Date of Graduation


Document Type


Degree Type



Statler College of Engineering and Mineral Resources


Mechanical and Aerospace Engineering

Committee Chair

Terence Musho

Committee Co-Chair

Stefanos Papanikolaou

Committee Member

Stefanos Papanikolaou

Committee Member

Bruce Kang


With recent advances in air breathable engines comes more extreme temperature environments that engine components must tolerate. During the design of these engines, it is necessary to understand how material fatigue failures occur at these new, higher operating temperatures. In providing understanding, the following fundamental study focuses on the statistical nature of crack jumps (changes in crack length over time) during fatigue in a polycrystalline nickel-based superalloy, Inconel 718 (IN718). In situ measurement of the crack length at several loading conditions were conducted using a direct current potential drop (DCPD) measurement method. Experimental data was collected at six different fatigue peak loads (R=0.15) for a statistically significant number of trials (n≥17). Calibration curves to relate electrical potential to crack length were derived from FEA and compared to analytical equations.
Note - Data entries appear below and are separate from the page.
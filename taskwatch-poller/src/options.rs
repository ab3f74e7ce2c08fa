//! Options accepted when constructing a polling session

use std::fmt;
use std::sync::Arc;
use std::time::Duration;
use taskwatch_core::dto::task::TaskStatus;

use crate::callbacks::{Callbacks, ErrorFn, ProgressFn, SuccessFn, TimeoutFn};
use crate::error::PollError;
use crate::service::{LogNavigator, LogNotifier, Navigator, Notifier};

/// Default time between two polls
pub const DEFAULT_POLL_INTERVAL: Duration = Duration::from_millis(5000);

/// Default number of polls before giving up
pub const DEFAULT_MAX_POLLS: u32 = 360;

/// Polling cadence, budget and outcome handlers
///
/// # Example
/// ```
/// use std::time::Duration;
/// use taskwatch_poller::PollOptions;
///
/// let options = PollOptions::default()
///     .with_poll_interval(Duration::from_secs(2))
///     .with_max_polls(30)
///     .on_progress(|status| println!("{}%", status.progress_or_zero()));
/// ```
#[derive(Clone)]
pub struct PollOptions {
    poll_interval: Duration,
    max_polls: u32,
    on_progress: Option<ProgressFn>,
    on_success: Option<SuccessFn>,
    on_error: Option<ErrorFn>,
    on_timeout: Option<TimeoutFn>,
    navigator: Arc<dyn Navigator>,
    notifier: Arc<dyn Notifier>,
}

impl PollOptions {
    pub fn with_poll_interval(mut self, interval: Duration) -> Self {
        self.poll_interval = interval;
        self
    }

    pub fn with_max_polls(mut self, max_polls: u32) -> Self {
        self.max_polls = max_polls;
        self
    }

    /// Replaces the default progress handler
    pub fn on_progress(mut self, f: impl Fn(&TaskStatus) + Send + Sync + 'static) -> Self {
        self.on_progress = Some(Arc::new(f));
        self
    }

    /// Replaces the default success handler
    pub fn on_success(mut self, f: impl Fn(&TaskStatus) + Send + Sync + 'static) -> Self {
        self.on_success = Some(Arc::new(f));
        self
    }

    /// Replaces the default failure handler
    pub fn on_error(mut self, f: impl Fn(&str) + Send + Sync + 'static) -> Self {
        self.on_error = Some(Arc::new(f));
        self
    }

    /// Replaces the default timeout handler
    pub fn on_timeout(mut self, f: impl Fn() + Send + Sync + 'static) -> Self {
        self.on_timeout = Some(Arc::new(f));
        self
    }

    /// Navigator used by the default success handler
    pub fn with_navigator(mut self, navigator: impl Navigator + 'static) -> Self {
        self.navigator = Arc::new(navigator);
        self
    }

    /// Notifier used by the default failure and timeout handlers
    pub fn with_notifier(mut self, notifier: impl Notifier + 'static) -> Self {
        self.notifier = Arc::new(notifier);
        self
    }

    pub fn poll_interval(&self) -> Duration {
        self.poll_interval
    }

    pub fn max_polls(&self) -> u32 {
        self.max_polls
    }

    /// Validates the options
    pub fn validate(&self) -> Result<(), PollError> {
        if self.poll_interval.is_zero() {
            return Err(PollError::InvalidOptions(
                "poll_interval must be greater than 0".to_string(),
            ));
        }

        if self.max_polls == 0 {
            return Err(PollError::InvalidOptions(
                "max_polls must be greater than 0".to_string(),
            ));
        }

        Ok(())
    }

    /// Resolves overrides against the built-in handlers
    pub(crate) fn callbacks(&self) -> Callbacks {
        let defaults = Callbacks::defaults(Arc::clone(&self.navigator), Arc::clone(&self.notifier));

        Callbacks {
            on_progress: self.on_progress.clone().unwrap_or(defaults.on_progress),
            on_success: self.on_success.clone().unwrap_or(defaults.on_success),
            on_error: self.on_error.clone().unwrap_or(defaults.on_error),
            on_timeout: self.on_timeout.clone().unwrap_or(defaults.on_timeout),
        }
    }
}

impl Default for PollOptions {
    fn default() -> Self {
        Self {
            poll_interval: DEFAULT_POLL_INTERVAL,
            max_polls: DEFAULT_MAX_POLLS,
            on_progress: None,
            on_success: None,
            on_error: None,
            on_timeout: None,
            navigator: Arc::new(LogNavigator),
            notifier: Arc::new(LogNotifier),
        }
    }
}

impl fmt::Debug for PollOptions {
    fn fmt(&self, f: &mut fmt::Formatter<'_>) -> fmt::Result {
        f.debug_struct("PollOptions")
            .field("poll_interval", &self.poll_interval)
            .field("max_polls", &self.max_polls)
            .field("on_progress", &self.on_progress.is_some())
            .field("on_success", &self.on_success.is_some())
            .field("on_error", &self.on_error.is_some())
            .field("on_timeout", &self.on_timeout.is_some())
            .finish_non_exhaustive()
    }
}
It was determined that the mean normalized change in crack length over subsequent cycles increases with peak load. The standard deviation of the crack lengths remains constant for all loading cases. The signal-to-noise ratio was found to be best at or above a peak load of 1600N (29.65% of YS) for the given sample geometry. Results of the normalized change in crack length for a single case deviated from a Gaussian distribution. However, when all trials were considered at a single load, the distribution of the normalized change in crack length conformed to a Gaussian distribution. This lack of conformity for a single case can be explained by the history dependence of prior crack events on the crack growth for an individual specimen. This temporal information as the crack evolves, which is often overlooked in fatigue experiments, is hypothesized to be well suited for a machine learning approach that can better predict fatigue failures in superalloys.